Windows Vista introduced the new Windows User Account Control (UAC) feature. UAC allows you to login as a Standard User, but still perform administrator tasks without having to switch users, log off, or use 'Run As'. This limits the risk of users making changes that could harm their computers. It also prevents malware from attempting to infect computers undetected. Administrators can run most applications with limited privileges, but can temporarily "elevate" their privileges when they need to perform an administrative task (e.g. installations). A "Standard User" account is synonymous with a "Limited User" account in Windows XP.

With UAC enabled, all processes execute with Standard User (token) privileges, unless specifically elevated by an administrator. UAC starts working when a user logs onto the Windows machine. During an interactive login, the Local Security Authority (LSA) takes the user's credentials and performs the initial logon, evaluating the user's token to check if it has "elevated privileges". If the LSA determines that the user has elevated privileges, it will filter this token and then perform a second logon with the filtered token.

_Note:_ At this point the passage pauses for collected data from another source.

//! # Documents
//!
//! A [`Document`] is the unit being merged: components, global variant
//! declarations and the node arena every component tree lives in.

use crate::ids::{get_document_id, hash_parts, Uid};
use crate::node::{Node, ParentSlot, VariantSetting};
use serde::{Deserialize, Serialize};
use std::collections::{BTreeMap, BTreeSet};

/// Canonical key of the base variant, shared by every component
pub const BASE_VARIANT_KEY: &str = "base";

#[derive(Debug, Clone, PartialEq, Serialize, Deserialize)]
#[serde(rename_all = "camelCase")]
pub struct Document {
    /// Document tag, the origin half of every identity
    pub uuid: String,
    pub name: String,
    #[serde(default)]
    pub global_variants: Vec<Variant>,
    #[serde(default)]
    pub components: Vec<Component>,
    #[serde(default)]
    pub nodes: BTreeMap<Uid, Node>,
}

#[derive(Debug, Clone, PartialEq, Serialize, Deserialize)]
#[serde(rename_all = "camelCase")]
pub struct Component {
    pub uid: Uid,
    pub name: String,
    #[serde(default)]
    pub kind: ComponentKind,
    #[serde(default)]
    pub params: Vec<Param>,
    #[serde(default)]
    pub variants: Vec<Variant>,
    #[serde(default)]
    pub states: Vec<State>,
    pub root: Uid,
}

#[derive(Debug, Clone, PartialEq, Eq, Default, Serialize, Deserialize)]
#[serde(tag = "type")]
pub enum ComponentKind {
    #[default]
    Plain,
    Page {
        path: String,
    },
    /// Registered from an external widget catalog, matched by name
    Registered,
}

#[derive(Debug, Clone, PartialEq, Serialize, Deserialize)]
pub struct Param {
    pub uid: Uid,
    pub name: String,
    pub kind: ParamKind,
}

#[derive(Debug, Clone, Copy, PartialEq, Eq, Serialize, Deserialize)]
#[serde(rename_all = "lowercase")]
pub enum ParamKind {
    Slot,
    Prop,
}

#[derive(Debug, Clone, PartialEq, Serialize, Deserialize)]
#[serde(rename_all = "camelCase")]
pub struct State {
    pub uid: Uid,
    pub name: String,
    /// Instance node this state is exposed from
    #[serde(default, skip_serializing_if = "Option::is_none")]
    pub node: Option<Uid>,
    /// State of the instantiated component this one mirrors
    #[serde(default, skip_serializing_if = "Option::is_none")]
    pub implicit_state: Option<Uid>,
}

#[derive(Debug, Clone, PartialEq, Serialize, Deserialize)]
pub struct Variant {
    pub uid: Uid,
    pub name: String,
    pub kind: VariantKind,
}

#[derive(Debug, Clone, PartialEq, Eq, Serialize, Deserialize)]
#[serde(tag = "type")]
pub enum VariantKind {
    Base,
    Global,
    Local,
    Style {
        selectors: Vec<String>,
        #[serde(default, rename = "forNode")]
        for_node: Option<Uid>,
    },
}

impl Variant {
    pub fn base(uid: impl Into<Uid>) -> Self {
        Self {
            uid: uid.into(),
            name: "base".to_string(),
            kind: VariantKind::Base,
        }
    }

    /// Identity of this variant that survives re-creation in another branch
    pub fn canonical_key(&self) -> String {
        match &self.kind {
            VariantKind::Base => BASE_VARIANT_KEY.to_string(),
            VariantKind::Global | VariantKind::Local => self.uid.to_string(),
            VariantKind::Style {
                selectors,
                for_node,
            } => {
                let mut parts: Vec<&str> = selectors.iter().map(String::as_str).collect();
                parts.sort_unstable();
                parts.push(for_node.as_ref().map(Uid::as_str).unwrap_or(""));
                format!("style:{}", hash_parts(&parts))
            }
        }
    }
}

impl Component {
    pub fn new(uid: impl Into<Uid>, name: impl Into<String>, root: impl Into<Uid>) -> Self {
        let uid = uid.into();
        let base = Variant::base(format!("{}.base", uid));
        Self {
            uid,
            name: name.into(),
            kind: ComponentKind::Plain,
            params: Vec::new(),
            variants: vec![base],
            states: Vec::new(),
            root: root.into(),
        }
    }

    pub fn base_variant(&self) -> Option<&Variant> {
        self.variants
            .iter()
            .find(|variant| variant.kind == VariantKind::Base)
    }

    pub fn param(&self, uid: &Uid) -> Option<&Param> {
        self.params.iter().find(|param| &param.uid == uid)
    }

    pub fn param_by_name(&self, name: &str) -> Option<&Param> {
        self.params.iter().find(|param| param.name == name)
    }

    pub fn has_slot_param(&self, uid: &Uid) -> bool {
        self.param(uid)
            .map(|param| param.kind == ParamKind::Slot)
            .unwrap_or(false)
    }

    pub fn slot_params(&self) -> impl Iterator<Item = &Param> {
        self.params
            .iter()
            .filter(|param| param.kind == ParamKind::Slot)
    }

    pub fn page_path(&self) -> Option<&str> {
        match &self.kind {
            ComponentKind::Page { path } => Some(path),
            _ => None,
        }
    }

    pub fn is_registered(&self) -> bool {
        self.kind == ComponentKind::Registered
    }
}

impl Document {
    pub fn new(name: impl Into<String>) -> Self {
        let name = name.into();
        Self {
            uuid: get_document_id(&name),
            name,
            global_variants: Vec::new(),
            components: Vec::new(),
            nodes: BTreeMap::new(),
        }
    }

    /// Copy under a new document tag. Entity ids are kept.
    pub fn fork(&self, name: &str) -> Self {
        let mut forked = self.clone();
        forked.uuid = get_document_id(name);
        forked
    }

    pub fn component(&self, uid: &Uid) -> Option<&Component> {
        self.components.iter().find(|component| &component.uid == uid)
    }

    pub fn component_mut(&mut self, uid: &Uid) -> Option<&mut Component> {
        self.components
            .iter_mut()
            .find(|component| &component.uid == uid)
    }

    pub fn has_component(&self, uid: &Uid) -> bool {
        self.component(uid).is_some()
    }

    pub fn component_uids(&self) -> BTreeSet<Uid> {
        self.components.iter().map(|c| c.uid.clone()).collect()
    }

    pub fn node(&self, uid: &Uid) -> Option<&Node> {
        self.nodes.get(uid)
    }

    pub fn node_mut(&mut self, uid: &Uid) -> Option<&mut Node> {
        self.nodes.get_mut(uid)
    }

    pub fn contains_node(&self, uid: &Uid) -> bool {
        self.nodes.contains_key(uid)
    }

    pub fn parent_slot(&self, uid: &Uid) -> ParentSlot {
        let parent = self.node(uid).and_then(|node| node.parent.clone());
        let param = parent
            .as_ref()
            .and_then(|parent| self.node(parent))
            .and_then(|parent| parent.param_holding(uid))
            .cloned();
        ParentSlot { parent, param }
    }

    /// Component whose tree contains `uid`, found by walking parent pointers
    pub fn owning_component(&self, uid: &Uid) -> Option<&Component> {
        let mut current = uid.clone();
        for _ in 0..=self.nodes.len() {
            match self.node(&current)?.parent.clone() {
                Some(parent) => current = parent,
                None => {
                    return self
                        .components
                        .iter()
                        .find(|component| component.root == current)
                }
            }
        }
        None
    }

    /// Look up a variant declared on `component` or globally
    pub fn find_variant<'a>(
        &'a self,
        component: Option<&'a Component>,
        uid: &Uid,
    ) -> Option<&'a Variant> {
        component
            .and_then(|component| component.variants.iter().find(|v| &v.uid == uid))
            .or_else(|| self.global_variants.iter().find(|v| &v.uid == uid))
    }

    /// Canonical key of a variant setting's condition set.
    /// Unknown variant ids fall back to the raw id.
    pub fn vsetting_key(&self, component: Option<&Component>, vs: &VariantSetting) -> String {
        let mut keys: Vec<String> = vs
            .variants
            .iter()
            .map(|uid| match self.find_variant(component, uid) {
                Some(variant) => variant.canonical_key(),
                None => uid.to_string(),
            })
            .collect();
        keys.sort();
        keys.dedup();
        serde_json::to_string(&keys).unwrap_or_default()
    }

    /// Base variant setting for a new node owned by `component`
    pub fn base_vsetting_for(&self, component: &Uid) -> Option<VariantSetting> {
        let base = self.component(component)?.base_variant()?;
        Some(VariantSetting::new(vec![base.uid.clone()]))
    }

    /// Unlink a node from its parent. The node stays in the arena.
    pub fn detach(&mut self, uid: &Uid) {
        let parent = match self.node_mut(uid) {
            Some(node) => node.parent.take(),
            None => return,
        };
        if let Some(parent) = parent.and_then(|parent| self.nodes.get_mut(&parent)) {
            parent.remove_child(uid);
        }
    }

    /// Ids of `uid` and everything below it
    pub fn subtree(&self, uid: &Uid) -> Vec<Uid> {
        let mut out = Vec::new();
        let mut seen = BTreeSet::new();
        let mut stack = vec![uid.clone()];
        while let Some(current) = stack.pop() {
            if !seen.insert(current.clone()) {
                continue;
            }
            if let Some(node) = self.node(&current) {
                for child in node.children().into_iter().rev() {
                    stack.push(child);
                }
            }
            out.push(current);
        }
        out
    }

    /// Detach `uid` and drop it with its descendants from the arena
    pub fn remove_subtree(&mut self, uid: &Uid) {
        self.detach(uid);
        for removed in self.subtree(uid) {
            self.nodes.remove(&removed);
        }
    }
}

That means, even administrative accounts don't use the full-access token by default! The goal of a normal "UAC-aware" application is to start with the access token of the running account, and only request promotion to full-access token when actually needed. This process of promotion is called "privilege elevation", and requires that user confirms the action, before it is actually executed. When "elevation" is performed by a Standard User account, it's referred to as an "Over the Shoulder" (OTS) elevation because it requires the entry of credentials for an account that's a member of the administrator's group, something that's usually completed by another user typing over the shoulder of the Standard User. An elevation performed by an Administrator Approval Mode (AAM) user is called a "Consent elevation" because the user simply has to approve the assignment of his administrative rights.

In other words, we have two types of administrators on UAC-aware operating systems, with User Account Control in effect:

1.) a "non-elevated" administrator who is a member of the Administrators group. He has performed a normal logon to the Windows machine and is running with a special minimal set of privileges designed to approximate a normal non-Administrator user.

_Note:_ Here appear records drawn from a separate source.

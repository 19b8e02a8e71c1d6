//! # Conflict descriptors
//!
//! Every mergeable field has a policy. Scalar fields are decided here by
//! comparing the ancestor with both branches; ordered lists and structural
//! fields are delegated to dedicated handlers in the other modules.
//!
//! ## Scalar decision table
//!
//! | left vs right | left vs ancestor | right vs ancestor | outcome          |
//! |---------------|------------------|-------------------|------------------|
//! | equal         | equal            | -                 | unchanged        |
//! | equal         | differs          | -                 | take the value   |
//! | differ        | equal            | -                 | take right       |
//! | differ        | -                | equal             | take left        |
//! | differ        | differs          | differs           | conflict         |
//!
//! `Harmless` fields resolve the last row to left instead of conflicting.
//!
//! ## Paths
//!
//! A conflict is addressed by a [`CanonicalPath`]: the JSON array of keys
//! from the document root to the field. Keys are entity ids and canonical
//! variant keys, never positions, so the same conflict gets the same path
//! on every run and callers can pre-resolve it through [`Picks`].

use crate::children::SlotOrder;
use serde::{Deserialize, Serialize};
use serde_json::Value;
use sitediff_model::{ComponentKind, Document, NodeKind, Uid, VariantSetting};
use std::collections::BTreeMap;
use std::fmt;

#[derive(Debug, Clone, Copy, PartialEq, Eq, Hash, PartialOrd, Ord, Serialize, Deserialize)]
#[serde(rename_all = "lowercase")]
pub enum BranchSide {
    Left,
    Right,
}

/// Pre-made conflict decisions keyed by canonical path
pub type Picks = BTreeMap<String, BranchSide>;

#[derive(Debug, Clone, Copy, PartialEq, Eq, Serialize, Deserialize)]
#[serde(rename_all = "kebab-case")]
pub enum ConflictKind {
    Scalar,
    OrderedList,
    Structural,
}

/// A divergence the engine could not settle on its own
#[derive(Debug, Clone, PartialEq, Serialize, Deserialize)]
#[serde(rename_all = "camelCase")]
pub struct ConflictRecord {
    pub path: String,
    pub kind: ConflictKind,
    pub left_value: Value,
    pub right_value: Value,
}

#[derive(Debug, Clone, PartialEq, Eq, Default)]
pub struct CanonicalPath(Vec<String>);

impl CanonicalPath {
    pub fn root() -> Self {
        Self(Vec::new())
    }

    pub fn child(&self, key: impl fmt::Display) -> Self {
        let mut segments = self.0.clone();
        segments.push(key.to_string());
        Self(segments)
    }

    pub fn component(component: &Uid) -> Self {
        Self::root().child("components").child(component)
    }

    pub fn node(component: &Uid, node: &Uid) -> Self {
        Self::component(component).child("nodes").child(node)
    }

    pub fn segments(&self) -> &[String] {
        &self.0
    }
}

impl fmt::Display for CanonicalPath {
    fn fmt(&self, f: &mut fmt::Formatter<'_>) -> fmt::Result {
        let encoded = serde_json::to_string(&self.0).map_err(|_| fmt::Error)?;
        f.write_str(&encoded)
    }
}

/// Handlers that own a non-scalar field
#[derive(Debug, Clone, Copy, PartialEq, Eq)]
pub enum CustomHandler {
    ComponentSet,
    VariantSet,
    TreeRoot,
    TreeParent,
    VariantSettings,
}

#[derive(Debug, Clone, Copy, PartialEq, Eq)]
pub enum FieldPolicy {
    Scalar,
    /// Divergent edits resolve to left
    Harmless,
    OrderedList,
    Custom(CustomHandler),
}

#[derive(Debug, Clone, PartialEq)]
pub enum FieldDiff<T> {
    Unchanged,
    Auto(T),
    Conflict { left: T, right: T },
    /// Not decidable here; the named policy's handler owns the field
    Delegate(FieldPolicy),
}

pub fn diff_field<T: PartialEq + Clone>(
    policy: FieldPolicy,
    ancestor: &T,
    left: &T,
    right: &T,
) -> FieldDiff<T> {
    if matches!(policy, FieldPolicy::OrderedList | FieldPolicy::Custom(_)) {
        return FieldDiff::Delegate(policy);
    }

    if left == right {
        if left == ancestor {
            FieldDiff::Unchanged
        } else {
            FieldDiff::Auto(left.clone())
        }
    } else if left == ancestor {
        FieldDiff::Auto(right.clone())
    } else if right == ancestor {
        FieldDiff::Auto(left.clone())
    } else if policy == FieldPolicy::Harmless {
        FieldDiff::Auto(left.clone())
    } else {
        FieldDiff::Conflict {
            left: left.clone(),
            right: right.clone(),
        }
    }
}

#[derive(Debug, Clone, Copy)]
pub struct FieldSpec {
    pub class: &'static str,
    pub field: &'static str,
    pub policy: FieldPolicy,
}

const fn entry(class: &'static str, field: &'static str, policy: FieldPolicy) -> FieldSpec {
    FieldSpec {
        class,
        field,
        policy,
    }
}

pub const FIELD_POLICIES: &[FieldSpec] = &[
    entry("Document", "name", FieldPolicy::Scalar),
    entry("Document", "components", FieldPolicy::Custom(CustomHandler::ComponentSet)),
    entry("Document", "globalVariants", FieldPolicy::Custom(CustomHandler::VariantSet)),
    entry("Component", "name", FieldPolicy::Scalar),
    entry("Component", "pagePath", FieldPolicy::Scalar),
    entry("Component", "params", FieldPolicy::OrderedList),
    entry("Component", "states", FieldPolicy::OrderedList),
    entry("Component", "variants", FieldPolicy::Custom(CustomHandler::VariantSet)),
    entry("Component", "root", FieldPolicy::Custom(CustomHandler::TreeRoot)),
    entry("Param", "name", FieldPolicy::Scalar),
    entry("State", "name", FieldPolicy::Scalar),
    entry("Variant", "name", FieldPolicy::Harmless),
    entry("Node", "name", FieldPolicy::Scalar),
    entry("Node", "tag", FieldPolicy::Scalar),
    entry("Node", "component", FieldPolicy::Scalar),
    entry("Node", "parent", FieldPolicy::Custom(CustomHandler::TreeParent)),
    entry("Node", "children", FieldPolicy::OrderedList),
    entry("Node", "vsettings", FieldPolicy::Custom(CustomHandler::VariantSettings)),
    entry("VariantSetting", "attrs", FieldPolicy::Scalar),
    entry("VariantSetting", "styles", FieldPolicy::Scalar),
    entry("VariantSetting", "text", FieldPolicy::Scalar),
    entry("VariantSetting", "args", FieldPolicy::Scalar),
];

/// Policy for `class.field`; unknown fields are scalar
pub fn field_policy(class: &str, field: &str) -> FieldPolicy {
    FIELD_POLICIES
        .iter()
        .find(|spec| spec.class == class && spec.field == field)
        .map(|spec| spec.policy)
        .unwrap_or(FieldPolicy::Scalar)
}

/// Location of a scalar value in the merged document
#[derive(Debug, Clone, PartialEq)]
pub(crate) enum FieldTarget {
    DocumentName,
    ComponentName { component: Uid },
    PagePath { component: Uid },
    ParamName { component: Uid, param: Uid },
    StateName { component: Uid, state: Uid },
    /// `component: None` addresses a global variant
    VariantName { component: Option<Uid>, variant: Uid },
    NodeName { node: Uid },
    NodeTag { node: Uid },
    InstanceComponent { node: Uid },
    Attr { setting: SettingRef, name: String },
    Style { setting: SettingRef, name: String },
    Text { setting: SettingRef },
    PropArg { setting: SettingRef, param: Uid },
}

/// A variant setting addressed by node and canonical condition key
#[derive(Debug, Clone, PartialEq)]
pub(crate) struct SettingRef {
    pub component: Uid,
    pub node: Uid,
    pub key: String,
}

impl SettingRef {
    fn resolve<'a>(&self, doc: &'a mut Document) -> Option<&'a mut VariantSetting> {
        let component = doc.component(&self.component);
        let index = doc
            .node(&self.node)?
            .vsettings
            .iter()
            .position(|vs| doc.vsetting_key(component, vs) == self.key)?;
        doc.node_mut(&self.node)?.vsettings.get_mut(index)
    }
}

impl FieldTarget {
    /// Store `value` in `doc`. `None` clears optional fields and map entries.
    pub(crate) fn write(&self, doc: &mut Document, value: Option<String>) {
        match self {
            FieldTarget::DocumentName => {
                if let Some(value) = value {
                    doc.name = value;
                }
            }
            FieldTarget::ComponentName { component } => {
                if let (Some(component), Some(value)) = (doc.component_mut(component), value) {
                    component.name = value;
                }
            }
            FieldTarget::PagePath { component } => {
                if let Some(component) = doc.component_mut(component) {
                    if component.kind != ComponentKind::Registered {
                        component.kind = match value {
                            Some(path) => ComponentKind::Page { path },
                            None => ComponentKind::Plain,
                        };
                    }
                }
            }
            FieldTarget::ParamName { component, param } => {
                let param = doc
                    .component_mut(component)
                    .and_then(|c| c.params.iter_mut().find(|p| &p.uid == param));
                if let (Some(param), Some(value)) = (param, value) {
                    param.name = value;
                }
            }
            FieldTarget::StateName { component, state } => {
                let state = doc
                    .component_mut(component)
                    .and_then(|c| c.states.iter_mut().find(|s| &s.uid == state));
                if let (Some(state), Some(value)) = (state, value) {
                    state.name = value;
                }
            }
            FieldTarget::VariantName { component, variant } => {
                let variants = match component {
                    Some(component) => doc.component_mut(component).map(|c| &mut c.variants),
                    None => Some(&mut doc.global_variants),
                };
                let variant = variants.and_then(|v| v.iter_mut().find(|v| &v.uid == variant));
                if let (Some(variant), Some(value)) = (variant, value) {
                    variant.name = value;
                }
            }
            FieldTarget::NodeName { node } => {
                if let Some(node) = doc.node_mut(node) {
                    node.name = value;
                }
            }
            FieldTarget::NodeTag { node } => {
                if let (Some(node), Some(value)) = (doc.node_mut(node), value) {
                    if let NodeKind::Container { tag, .. } = &mut node.kind {
                        *tag = value;
                    }
                }
            }
            FieldTarget::InstanceComponent { node } => {
                if let (Some(node), Some(value)) = (doc.node_mut(node), value) {
                    if let NodeKind::Instance { component } = &mut node.kind {
                        *component = Uid::new(value);
                    }
                }
            }
            FieldTarget::Attr { setting, name } => {
                if let Some(vs) = setting.resolve(doc) {
                    match value {
                        Some(value) => vs.attrs.insert(name.clone(), value),
                        None => vs.attrs.remove(name),
                    };
                }
            }
            FieldTarget::Style { setting, name } => {
                if let Some(vs) = setting.resolve(doc) {
                    match value {
                        Some(value) => vs.styles.insert(name.clone(), value),
                        None => vs.styles.remove(name),
                    };
                }
            }
            FieldTarget::Text { setting } => {
                if let Some(vs) = setting.resolve(doc) {
                    vs.text = value;
                }
            }
            FieldTarget::PropArg { setting, param } => {
                if let Some(vs) = setting.resolve(doc) {
                    vs.set_value_arg(param, value);
                }
            }
        }
    }
}

/// What picking a side of a pending conflict does to the merged document
#[derive(Debug, Clone)]
pub(crate) enum Resolution {
    Field {
        target: FieldTarget,
        left: Option<String>,
        right: Option<String>,
    },
    ChildOrder {
        node: Uid,
        left: Vec<Uid>,
        right: Vec<Uid>,
    },
    SlotOrder {
        node: Uid,
        left: SlotOrder,
        right: SlotOrder,
    },
    Reparent {
        component: Uid,
        node: Uid,
    },
    Reroot {
        component: Uid,
    },
}

#[derive(Debug, Clone)]
pub(crate) struct PendingConflict {
    pub record: ConflictRecord,
    pub resolution: Resolution,
}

2.) an "elevated" administrator running an application using the "Run As Administrator" feature to run with elevated Administrator privileges.

The desktop session and explorer.exe will always be created with a token that approximates the token of a member of the Users group. Any process that is initiated from the Start Menu or by double-clicking in a Windows Explorer window that doesn't require elevation will simply inherit this filtered token. By default, every application will be running with the Standard User token.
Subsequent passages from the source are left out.